Malati psichici: stop all’indifferenza

    Dopo dieci anni di iter legislativo, il 13 maggio del 1978, Franco Basaglia medico psichiatra, vince la sua lotta per la chiusura dei manicomi, e vede approvata la legge 180 che verrà ricordata con il suo nome.
    La Legge Basaglia, istituisce i Servizi di Igiene Mentale pubblici e cerca di trasformare totalmente l’impatto con il malato di mente, cancellando la barbarie dei manicomi, tentando di restituire il sentimento della dignità ai malati, di considerare le loro vite degne di essere vissute, frantumando il sistema della contenzione.
    La maggior parte dei manicomi chiudono intorno al 1994. Solo in Campania si andrà per tempi più lunghi fino al 2 luglio del 1998.
    Da allora, si avviarono una serie di cambiamenti, che cominciarono a restituire possibilità. Ad esempio di restare cittadini, ed essere titolari dei propri diritti, di avere la speranza di rimettere in sesto il corso delle proprie esistenze, perfino di guarire.

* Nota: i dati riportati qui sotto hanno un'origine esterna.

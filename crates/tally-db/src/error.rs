//! Database error types.
//!
//! Everything here is an infrastructure failure from the sync engine's point
//! of view, except `NotFound`, which tally-sync turns into an entity failure.

use thiserror::Error;

/// Database operation errors.
#[derive(Debug, Error)]
pub enum DbError {
    /// No row for the requested id (local record or tenant settings).
    #[error("{entity} not found: {id}")]
    NotFound { entity: String, id: String },

    /// A UNIQUE index rejected the write. `columns` is SQLite's
    /// `table.column` list.
    #[error("Duplicate row in {columns}")]
    Duplicate { columns: String },

    /// A row references a parent that does not exist
    /// (order → customer, refund → payment).
    #[error("Missing referenced row: {0}")]
    ForeignKey(String),

    /// A CHECK constraint or trigger rejected the write, e.g. `paid` on a
    /// customer mapping or an UPDATE against the sync log.
    #[error("Constraint violated: {0}")]
    ConstraintViolation(String),

    /// A stored value could not be decoded (bad JSON, unknown enum, range).
    #[error("Invalid stored data: {0}")]
    InvalidData(String),

    /// The database stayed locked past the busy timeout, or no pooled
    /// connection became free in time.
    #[error("Database busy: {0}")]
    Busy(String),

    #[error("Connection failed: {0}")]
    ConnectionFailed(String),

    #[error("Migration failed: {0}")]
    MigrationFailed(String),

    #[error("Query failed: {0}")]
    Query(String),
}

impl DbError {
    pub fn not_found(entity: impl Into<String>, id: impl Into<String>) -> Self {
        DbError::NotFound {
            entity: entity.into(),
            id: id.into(),
        }
    }
}

/// Classifies sqlx errors by SQLite's message text.
///
/// ```text
/// UNIQUE constraint failed: t.c     → Duplicate { columns: "t.c" }
/// FOREIGN KEY constraint failed     → ForeignKey
/// CHECK constraint failed / RAISE   → ConstraintViolation
/// database is locked, PoolTimedOut  → Busy
/// ColumnDecode / Decode             → InvalidData
/// ```
impl From<sqlx::Error> for DbError {
    fn from(err: sqlx::Error) -> Self {
        match err {
            sqlx::Error::RowNotFound => DbError::not_found("Row", "unknown"),

            sqlx::Error::Database(db_err) => {
                let msg = db_err.message();
                if let Some(columns) = msg.strip_prefix("UNIQUE constraint failed: ") {
                    DbError::Duplicate {
                        columns: columns.to_string(),
                    }
                } else if msg.contains("FOREIGN KEY constraint failed") {
                    DbError::ForeignKey(msg.to_string())
                } else if msg.contains("CHECK constraint failed") || msg.contains("append-only") {
                    DbError::ConstraintViolation(msg.to_string())
                } else if msg.contains("database is locked") {
                    DbError::Busy(msg.to_string())
                } else {
                    DbError::Query(msg.to_string())
                }
            }

            sqlx::Error::PoolTimedOut => DbError::Busy("no free connection".to_string()),

            sqlx::Error::PoolClosed => DbError::ConnectionFailed("pool is closed".to_string()),

            sqlx::Error::ColumnDecode { .. } | sqlx::Error::Decode(_) => {
                DbError::InvalidData(err.to_string())
            }

            other => DbError::Query(other.to_string()),
        }
    }
}

impl From<sqlx::migrate::MigrateError> for DbError {
    fn from(err: sqlx::migrate::MigrateError) -> Self {
        DbError::MigrationFailed(err.to_string())
    }
}

impl From<serde_json::Error> for DbError {
    fn from(err: serde_json::Error) -> Self {
        DbError::InvalidData(err.to_string())
    }
}

/// Result type for database operations.
pub type DbResult<T> = Result<T, DbError>;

    La legge 180 non ha fatto altro che questo: il legislatore si è chiesto se anche per gli internati, i malati mentali, dovesse valere l’articolo 32 della Costituzione: “…diritto alla cura e alla salute nel rispetto della libertà e della dignità…” ed ha risposto di sì.
    Ora non è più lo Stato che costringe alla cura, che interna, che interdice per difendere l’ordine e la morale e il malato non è più considerato “pericoloso per sé e per gli altri e di pubblico scandalo”, ma solo una persona che necessita di cure.
    A partire da quegli anni i medici sono stati in grado di ascoltare i pazienti che vivono il dolore della mente, in quanto persone e non diagnosi, malattie, oggetti.
    Oggi, c’è ancora chi propone che il Governo modifichi la legge 180, sopravvissuta in questi 30 anni a ben 29 proposte di cambiamento.
    Ma è con le Regioni e le Amministrazioni locali che il Governo dovrebbe intervenire, formulando standard, livelli essenziali, investendo i fondi necessari.
    Bisognerebbe evitare di racchiudere chi soffre in gabbie diagnostiche, senza senso prima ancora che senza anima, di utilizzare sempre e solo lo strumento dei farmaci, magari per sedarli se sono maniacali o per eccitarli se sono depressi. Il ricorso alla chimica, utile, a volte indispensabile, diventa però una scorciatoia brutale in assenza di una disponibilità all’ascolto e alla comprensione. Andrebbero sostenute le famiglie con personale adeguato, affiancandole nel difficile cammino di recupero delle persone care. Occorrerebbe la capacità di cogliere il senso, di quell’affondare tragico, nella stagione della follia, nella notte dell’enigma.